What is being asked:
Restate word for word the lines of the records below, starting at the line that contains "timestamp across cycles." and ending at the line that contains "state across cycles.", with both of those lines included and nothing else.

Dataset records:
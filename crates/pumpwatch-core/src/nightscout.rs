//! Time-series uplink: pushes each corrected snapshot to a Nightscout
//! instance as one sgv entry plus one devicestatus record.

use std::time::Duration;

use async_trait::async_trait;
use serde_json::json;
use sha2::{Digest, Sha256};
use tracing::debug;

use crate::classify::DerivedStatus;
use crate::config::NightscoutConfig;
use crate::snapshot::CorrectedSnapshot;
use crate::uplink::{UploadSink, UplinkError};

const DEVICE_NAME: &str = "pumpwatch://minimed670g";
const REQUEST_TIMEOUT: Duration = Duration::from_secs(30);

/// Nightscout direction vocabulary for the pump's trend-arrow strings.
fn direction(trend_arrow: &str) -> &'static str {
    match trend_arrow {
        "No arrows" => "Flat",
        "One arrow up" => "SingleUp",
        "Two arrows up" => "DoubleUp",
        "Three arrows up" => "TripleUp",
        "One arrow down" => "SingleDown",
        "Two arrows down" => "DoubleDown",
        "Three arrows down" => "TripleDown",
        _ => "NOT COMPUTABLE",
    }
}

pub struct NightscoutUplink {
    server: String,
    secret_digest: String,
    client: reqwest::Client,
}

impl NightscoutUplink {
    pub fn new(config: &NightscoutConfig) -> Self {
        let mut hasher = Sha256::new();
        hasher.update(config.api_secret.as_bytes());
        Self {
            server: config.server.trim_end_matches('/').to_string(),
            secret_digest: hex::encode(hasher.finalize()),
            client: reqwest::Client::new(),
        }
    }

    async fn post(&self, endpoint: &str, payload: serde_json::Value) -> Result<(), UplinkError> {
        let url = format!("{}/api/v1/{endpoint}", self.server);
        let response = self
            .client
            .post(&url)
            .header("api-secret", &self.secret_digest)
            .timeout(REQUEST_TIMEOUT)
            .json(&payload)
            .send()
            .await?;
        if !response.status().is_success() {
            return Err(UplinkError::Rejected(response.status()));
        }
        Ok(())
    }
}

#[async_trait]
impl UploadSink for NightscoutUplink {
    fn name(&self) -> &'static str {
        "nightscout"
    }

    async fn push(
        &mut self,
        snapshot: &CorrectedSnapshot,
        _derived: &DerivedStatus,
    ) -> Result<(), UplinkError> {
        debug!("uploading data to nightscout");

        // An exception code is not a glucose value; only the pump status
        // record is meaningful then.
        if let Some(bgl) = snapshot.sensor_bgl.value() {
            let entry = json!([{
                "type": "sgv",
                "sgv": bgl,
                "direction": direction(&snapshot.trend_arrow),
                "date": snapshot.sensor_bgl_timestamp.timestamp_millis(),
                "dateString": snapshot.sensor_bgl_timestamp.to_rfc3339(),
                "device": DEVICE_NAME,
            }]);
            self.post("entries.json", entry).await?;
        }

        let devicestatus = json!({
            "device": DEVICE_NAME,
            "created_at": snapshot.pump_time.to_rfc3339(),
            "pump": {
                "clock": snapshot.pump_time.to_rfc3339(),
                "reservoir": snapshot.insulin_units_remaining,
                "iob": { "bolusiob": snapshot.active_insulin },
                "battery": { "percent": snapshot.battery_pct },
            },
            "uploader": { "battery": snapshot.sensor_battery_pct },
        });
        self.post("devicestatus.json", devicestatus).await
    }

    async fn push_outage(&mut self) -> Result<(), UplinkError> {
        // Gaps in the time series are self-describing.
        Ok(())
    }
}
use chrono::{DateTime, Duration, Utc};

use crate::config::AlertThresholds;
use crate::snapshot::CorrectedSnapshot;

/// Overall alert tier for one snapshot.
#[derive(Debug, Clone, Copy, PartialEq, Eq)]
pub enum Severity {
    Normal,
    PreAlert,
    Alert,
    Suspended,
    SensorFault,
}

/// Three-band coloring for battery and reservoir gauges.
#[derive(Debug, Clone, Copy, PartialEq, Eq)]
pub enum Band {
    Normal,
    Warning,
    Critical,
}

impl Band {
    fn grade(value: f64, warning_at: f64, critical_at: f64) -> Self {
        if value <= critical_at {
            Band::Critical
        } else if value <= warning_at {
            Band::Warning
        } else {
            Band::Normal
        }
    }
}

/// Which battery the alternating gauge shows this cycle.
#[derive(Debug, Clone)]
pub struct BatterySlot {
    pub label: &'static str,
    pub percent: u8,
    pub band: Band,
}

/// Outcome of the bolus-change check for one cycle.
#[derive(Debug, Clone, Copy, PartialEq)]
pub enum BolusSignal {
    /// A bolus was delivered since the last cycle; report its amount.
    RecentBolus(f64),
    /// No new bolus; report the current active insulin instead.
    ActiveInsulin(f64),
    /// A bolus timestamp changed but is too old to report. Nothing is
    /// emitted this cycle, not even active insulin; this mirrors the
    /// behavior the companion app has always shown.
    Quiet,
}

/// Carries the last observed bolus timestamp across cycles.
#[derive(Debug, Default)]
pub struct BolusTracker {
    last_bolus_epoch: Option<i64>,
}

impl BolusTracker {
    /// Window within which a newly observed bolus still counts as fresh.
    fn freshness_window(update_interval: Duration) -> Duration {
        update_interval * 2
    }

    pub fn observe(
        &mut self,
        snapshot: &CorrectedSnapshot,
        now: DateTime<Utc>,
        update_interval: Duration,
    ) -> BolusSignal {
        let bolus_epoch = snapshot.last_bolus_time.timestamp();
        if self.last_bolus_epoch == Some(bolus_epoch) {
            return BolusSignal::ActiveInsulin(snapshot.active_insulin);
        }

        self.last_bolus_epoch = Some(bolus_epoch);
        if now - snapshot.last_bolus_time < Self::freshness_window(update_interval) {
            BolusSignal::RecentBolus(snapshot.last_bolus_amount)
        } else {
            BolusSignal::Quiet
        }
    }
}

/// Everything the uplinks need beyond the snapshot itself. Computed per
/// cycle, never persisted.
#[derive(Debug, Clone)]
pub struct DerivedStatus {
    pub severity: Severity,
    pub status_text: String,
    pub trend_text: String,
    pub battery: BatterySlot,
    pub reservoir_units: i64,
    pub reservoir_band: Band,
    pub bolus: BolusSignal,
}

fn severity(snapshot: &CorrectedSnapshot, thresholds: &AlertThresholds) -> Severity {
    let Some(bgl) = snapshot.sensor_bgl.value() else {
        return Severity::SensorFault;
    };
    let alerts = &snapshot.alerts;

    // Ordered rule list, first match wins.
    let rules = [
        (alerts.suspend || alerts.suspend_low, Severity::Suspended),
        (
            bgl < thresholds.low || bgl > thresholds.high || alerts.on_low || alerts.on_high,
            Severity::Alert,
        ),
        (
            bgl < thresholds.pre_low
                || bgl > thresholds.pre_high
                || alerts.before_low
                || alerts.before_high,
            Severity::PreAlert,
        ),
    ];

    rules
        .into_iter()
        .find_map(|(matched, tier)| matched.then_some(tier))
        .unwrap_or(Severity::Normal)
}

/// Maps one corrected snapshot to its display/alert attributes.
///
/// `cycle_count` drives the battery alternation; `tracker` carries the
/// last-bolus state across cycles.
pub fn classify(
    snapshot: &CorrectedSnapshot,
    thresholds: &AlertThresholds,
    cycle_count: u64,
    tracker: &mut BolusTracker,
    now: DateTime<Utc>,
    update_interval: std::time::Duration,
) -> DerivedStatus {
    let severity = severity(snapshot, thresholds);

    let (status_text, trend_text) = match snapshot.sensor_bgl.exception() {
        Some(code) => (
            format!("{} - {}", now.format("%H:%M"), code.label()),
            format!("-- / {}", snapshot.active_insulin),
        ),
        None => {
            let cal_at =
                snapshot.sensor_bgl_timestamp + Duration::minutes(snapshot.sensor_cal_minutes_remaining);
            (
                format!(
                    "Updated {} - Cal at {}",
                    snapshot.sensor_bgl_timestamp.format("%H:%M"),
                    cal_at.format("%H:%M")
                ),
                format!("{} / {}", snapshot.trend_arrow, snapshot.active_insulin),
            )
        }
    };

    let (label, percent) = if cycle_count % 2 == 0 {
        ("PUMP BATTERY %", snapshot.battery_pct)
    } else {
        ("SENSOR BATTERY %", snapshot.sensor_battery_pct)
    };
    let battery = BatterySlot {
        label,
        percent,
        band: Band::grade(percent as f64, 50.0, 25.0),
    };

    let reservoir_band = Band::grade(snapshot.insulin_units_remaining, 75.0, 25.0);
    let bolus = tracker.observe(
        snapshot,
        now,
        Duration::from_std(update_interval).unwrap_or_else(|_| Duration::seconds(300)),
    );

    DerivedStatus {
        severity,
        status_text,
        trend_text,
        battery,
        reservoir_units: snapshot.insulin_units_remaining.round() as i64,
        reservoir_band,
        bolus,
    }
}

Written response:
/// Carries the last observed bolus timestamp across cycles.
#[derive(Debug, Default)]
pub struct BolusTracker {
    last_bolus_epoch: Option<i64>,
}

impl BolusTracker {
    /// Window within which a newly observed bolus still counts as fresh.
    fn freshness_window(update_interval: Duration) -> Duration {
        update_interval * 2
    }

    pub fn observe(
        &mut self,
        snapshot: &CorrectedSnapshot,
        now: DateTime<Utc>,
        update_interval: Duration,
    ) -> BolusSignal {
        let bolus_epoch = snapshot.last_bolus_time.timestamp();
        if self.last_bolus_epoch == Some(bolus_epoch) {
            return BolusSignal::ActiveInsulin(snapshot.active_insulin);
        }

        self.last_bolus_epoch = Some(bolus_epoch);
        if now - snapshot.last_bolus_time < Self::freshness_window(update_interval) {
            BolusSignal::RecentBolus(snapshot.last_bolus_amount)
        } else {
            BolusSignal::Quiet
        }
    }
}

/// Everything the uplinks need beyond the snapshot itself. Computed per
/// cycle, never persisted.
#[derive(Debug, Clone)]
pub struct DerivedStatus {
    pub severity: Severity,
    pub status_text: String,
    pub trend_text: String,
    pub battery: BatterySlot,
    pub reservoir_units: i64,
    pub reservoir_band: Band,
    pub bolus: BolusSignal,
}

fn severity(snapshot: &CorrectedSnapshot, thresholds: &AlertThresholds) -> Severity {
    let Some(bgl) = snapshot.sensor_bgl.value() else {
        return Severity::SensorFault;
    };
    let alerts = &snapshot.alerts;

    // Ordered rule list, first match wins.
    let rules = [
        (alerts.suspend || alerts.suspend_low, Severity::Suspended),
        (
            bgl < thresholds.low || bgl > thresholds.high || alerts.on_low || alerts.on_high,
            Severity::Alert,
        ),
        (
            bgl < thresholds.pre_low
                || bgl > thresholds.pre_high
                || alerts.before_low
                || alerts.before_high,
            Severity::PreAlert,
        ),
    ];

    rules
        .into_iter()
        .find_map(|(matched, tier)| matched.then_some(tier))
        .unwrap_or(Severity::Normal)
}

/// Maps one corrected snapshot to its display/alert attributes.
///
/// `cycle_count` drives the battery alternation; `tracker` carries the
/// last-bolus state across cycles.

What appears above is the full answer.